The primary granule proteins (PGP) of myeloid cells are a source of multiple antigens with immunotherapeutic potential for myeloid leukemias. Therefore, we developed a method to induce T-cell responses to PGP protein sequences. We found that gene-transfected antigen-presenting cells efficiently expand functionally competent PGP-specific CD4 and CD8 T cells. The system was optimized using T-cell responses to autologous CD40-activated B cells (CD40-B) transfected with a cytomegalovirus pp65-encoding expression vector.

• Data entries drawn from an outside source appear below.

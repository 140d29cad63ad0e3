//! Camera frames as seen by the analyzer
//!
//! Frames arrive either as single-channel intensity grids or as RGB grids.
//! Both are stored row-major with shape (rows, cols[, 3]); column index is
//! the x coordinate, row index is the y coordinate.

use image::DynamicImage;
use ndarray::{Array2, Array3, ArrayD, ArrayView2, Axis, Ix2, Ix3};
use num_traits::AsPrimitive;

use crate::error::FrameError;

/// NTSC luma weights applied to (R, G, B)
pub const LUMA_WEIGHTS: [f64; 3] = [0.2989, 0.5870, 0.1140];

/// A single frame delivered by the acquisition loop
#[derive(Debug, Clone, PartialEq)]
pub enum Frame {
    /// Single-channel intensity, shape (rows, cols)
    Mono(Array2<f64>),
    /// Three-channel RGB, shape (rows, cols, 3)
    Color(Array3<f64>),
}

impl Frame {
    /// Wrap a single-channel intensity grid.
    pub fn mono(data: Array2<f64>) -> Self {
        Frame::Mono(data)
    }

    /// Wrap an RGB grid, rejecting anything without exactly three channels.
    pub fn color(data: Array3<f64>) -> Result<Self, FrameError> {
        if data.dim().2 != 3 {
            return Err(FrameError::UnsupportedShape(data.shape().to_vec()));
        }
        Ok(Frame::Color(data))
    }

    /// Accept an array of unknown dimensionality.
    pub fn from_dyn(data: ArrayD<f64>) -> Result<Self, FrameError> {
        let shape = data.shape().to_vec();
        match data.ndim() {
            2 => data
                .into_dimensionality::<Ix2>()
                .map(Frame::Mono)
                .map_err(|_| FrameError::UnsupportedShape(shape)),
            3 => data
                .into_dimensionality::<Ix3>()
                .map_err(|_| FrameError::UnsupportedShape(shape))
                .and_then(Frame::color),
            _ => Err(FrameError::UnsupportedShape(shape)),
        }
    }

    /// Convert raw camera samples (u8, u16, f32, ...) into a mono frame.
    pub fn mono_from<T>(view: ArrayView2<T>) -> Self
    where
        T: AsPrimitive<f64>,
    {
        Frame::Mono(view.mapv(|v| v.as_()))
    }

    /// Convert a decoded image into a frame.
    ///
    /// Luma images stay single-channel; every other pixel layout is
    /// converted to RGB and any alpha channel is dropped. Sample values keep
    /// the native range of the image (0-255 for 8-bit, 0-65535 for 16-bit).
    pub fn from_image(img: &DynamicImage) -> Self {
        let (width, height) = (img.width() as usize, img.height() as usize);
        match img {
            DynamicImage::ImageLuma8(_) | DynamicImage::ImageLumaA8(_) => {
                let luma = img.to_luma8();
                Frame::Mono(Array2::from_shape_fn((height, width), |(y, x)| {
                    luma.get_pixel(x as u32, y as u32).0[0] as f64
                }))
            }
            DynamicImage::ImageLuma16(_) | DynamicImage::ImageLumaA16(_) => {
                let luma = img.to_luma16();
                Frame::Mono(Array2::from_shape_fn((height, width), |(y, x)| {
                    luma.get_pixel(x as u32, y as u32).0[0] as f64
                }))
            }
            DynamicImage::ImageRgb16(_) | DynamicImage::ImageRgba16(_) => {
                let rgb = img.to_rgb16();
                Frame::Color(Array3::from_shape_fn((height, width, 3), |(y, x, c)| {
                    rgb.get_pixel(x as u32, y as u32).0[c] as f64
                }))
            }
            DynamicImage::ImageRgb32F(_) | DynamicImage::ImageRgba32F(_) => {
                let rgb = img.to_rgb32f();
                Frame::Color(Array3::from_shape_fn((height, width, 3), |(y, x, c)| {
                    rgb.get_pixel(x as u32, y as u32).0[c] as f64
                }))
            }
            _ => {
                let rgb = img.to_rgb8();
                Frame::Color(Array3::from_shape_fn((height, width, 3), |(y, x, c)| {
                    rgb.get_pixel(x as u32, y as u32).0[c] as f64
                }))
            }
        }
    }

    /// Frame size as (rows, cols)
    pub fn dim(&self) -> (usize, usize) {
        match self {
            Frame::Mono(data) => data.dim(),
            Frame::Color(data) => {
                let (rows, cols, _) = data.dim();
                (rows, cols)
            }
        }
    }

    /// Whether the frame carries color channels
    pub fn is_color(&self) -> bool {
        matches!(self, Frame::Color(_))
    }

    /// Reduce the frame to a scalar intensity field.
    ///
    /// Color frames are collapsed with [`LUMA_WEIGHTS`], summed left to right
    /// so results are reproducible bit for bit. Mono frames are copied. A
    /// color grid built directly through [`Frame::Color`] without exactly
    /// three channels is rejected.
    pub fn to_intensity(&self) -> Result<Array2<f64>, FrameError> {
        match self {
            Frame::Mono(data) => Ok(data.clone()),
            Frame::Color(data) => {
                if data.dim().2 != 3 {
                    return Err(FrameError::UnsupportedShape(data.shape().to_vec()));
                }
                let [wr, wg, wb] = LUMA_WEIGHTS;
                let r = data.index_axis(Axis(2), 0);
                let g = data.index_axis(Axis(2), 1);
                let b = data.index_axis(Axis(2), 2);
                let mut luma = Array2::zeros(self.dim());
                ndarray::Zip::from(&mut luma)
                    .and(&r)
                    .and(&g)
                    .and(&b)
                    .for_each(|out, &r, &g, &b| *out = wr * r + wg * g + wb * b);
                Ok(luma)
            }
        }
    }
}
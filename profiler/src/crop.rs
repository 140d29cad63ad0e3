//! Region-of-interest cropping around the current beam estimate

use ndarray::{s, Array2};

use crate::error::{AnalysisError, AnalysisStage};
use crate::moments::MomentSet;

/// Smallest half-width of a crop window, in samples
pub const MIN_HALF_WIDTH: f64 = 4.0;

/// Relative slack under which a negative square-root argument is treated
/// as rounding noise and clamped to zero
const ROUNDING_TOLERANCE: f64 = 1e-12;

/// Square root that rejects arguments which are genuinely negative.
///
/// `scale` is the magnitude of the terms that produced `value`; negatives
/// within rounding distance of zero relative to it are clamped.
pub(crate) fn checked_sqrt(
    value: f64,
    scale: f64,
    stage: AnalysisStage,
    quantity: &'static str,
) -> Result<f64, AnalysisError> {
    if value >= 0.0 {
        Ok(value.sqrt())
    } else if value >= -ROUNDING_TOLERANCE * scale.abs() {
        Ok(0.0)
    } else {
        Err(AnalysisError::NegativeVariance {
            stage,
            quantity,
            value,
        })
    }
}

/// Axis-aligned crop box in the coordinates of the region it was cut from.
///
/// Bounds are half-open: rows `bottom..top`, columns `left..right`.
#[derive(Debug, Clone, Copy, PartialEq)]
pub struct CropWindow {
    pub left: usize,
    pub bottom: usize,
    pub right: usize,
    pub top: usize,
    /// RMS of the two half-widths before the minimum-size floor
    pub inclusion_radius: f64,
}

impl CropWindow {
    /// Size a crop box around the centroid of `moments`.
    ///
    /// Half-widths are `crop_radius * 4 * sigma` along each axis, floored at
    /// [`MIN_HALF_WIDTH`], and the box is clipped to a region of `dim`
    /// (rows, cols). A box that falls entirely outside collapses to empty.
    pub fn around(
        moments: &MomentSet,
        crop_radius: f64,
        dim: (usize, usize),
        iteration: usize,
    ) -> Result<Self, AnalysisError> {
        let stage = AnalysisStage::Crop { iteration };
        let (cx, cy) = moments.centroid();
        if !cx.is_finite() || !cy.is_finite() {
            return Err(AnalysisError::NonFiniteCentroid {
                stage,
                x: cx,
                y: cy,
            });
        }

        let scale = moments.m20.abs() + moments.m02.abs();
        let w20 = crop_radius * 4.0 * checked_sqrt(moments.m20, scale, stage, "m20")?;
        let w02 = crop_radius * 4.0 * checked_sqrt(moments.m02, scale, stage, "m02")?;
        let inclusion_radius = ((w20 * w20 + w02 * w02) / 2.0).sqrt();

        let w20 = w20.max(MIN_HALF_WIDTH);
        let w02 = w02.max(MIN_HALF_WIDTH);

        let (rows, cols) = dim;
        let (left, right) = clip_span(cx, w20, cols);
        let (bottom, top) = clip_span(cy, w02, rows);

        Ok(Self {
            left,
            bottom,
            right,
            top,
            inclusion_radius,
        })
    }

    /// Number of rows kept
    pub fn rows(&self) -> usize {
        self.top - self.bottom
    }

    /// Number of columns kept
    pub fn cols(&self) -> usize {
        self.right - self.left
    }

    pub fn is_empty(&self) -> bool {
        self.rows() == 0 || self.cols() == 0
    }

    /// Shrink `region` in place to this window
    pub fn apply(&self, region: &mut Array2<f64>) {
        region.slice_collapse(s![self.bottom..self.top, self.left..self.right]);
    }
}

/// Integer span `[center - half, center + half]` clipped to `0..len`.
///
/// Bounds truncate toward zero like an integer cast of the clipped values.
fn clip_span(center: f64, half_width: f64, len: usize) -> (usize, usize) {
    let len_f = len as f64;
    let lower = (center - half_width).clamp(0.0, len_f).floor() as usize;
    let upper = (center + half_width).clamp(0.0, len_f).floor() as usize;
    (lower, upper.max(lower))
}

To generate leukemia-specific T cells, expression vectors encoding the PGP proteinase 3 (PR3), human neutrophil elastase, and cathepsin-G were transfected into CD40-B cells to stimulate post-allogeneic stem cell transplantation T cells from five patients with myeloid and three with lymphoid leukemias. T-cell responses to PGP proteinase 3 and human neutrophil elastase were observed in CD8+ and CD4+ T cells only in patients with myeloid leukemias. T-cell responses against cathepsin-G occurred in both myeloid and lymphoblastic leukemias. T cells from a patient with chronic myelogenous leukemia (CML) and from a posttransplant CML patient, expanded against PGP, produced IFN-gamma or were cytotoxic to the patient's CML cells, demonstrating specific antileukemic efficacy. This study emphasizes the clinical potential of PGP for expansion and adoptive transfer of polyclonal leukemia antigen-specific T cells to treat leukemia.

Item Type: Article
Date Type: Publication
Status: Published
Schools: Medicine
Subjects: Q Science > QR Microbiology > QR180 Immunology
R Medicine > RC Internal medicine > RC0254 Neoplasms. Tumors. Oncology (including Cancer)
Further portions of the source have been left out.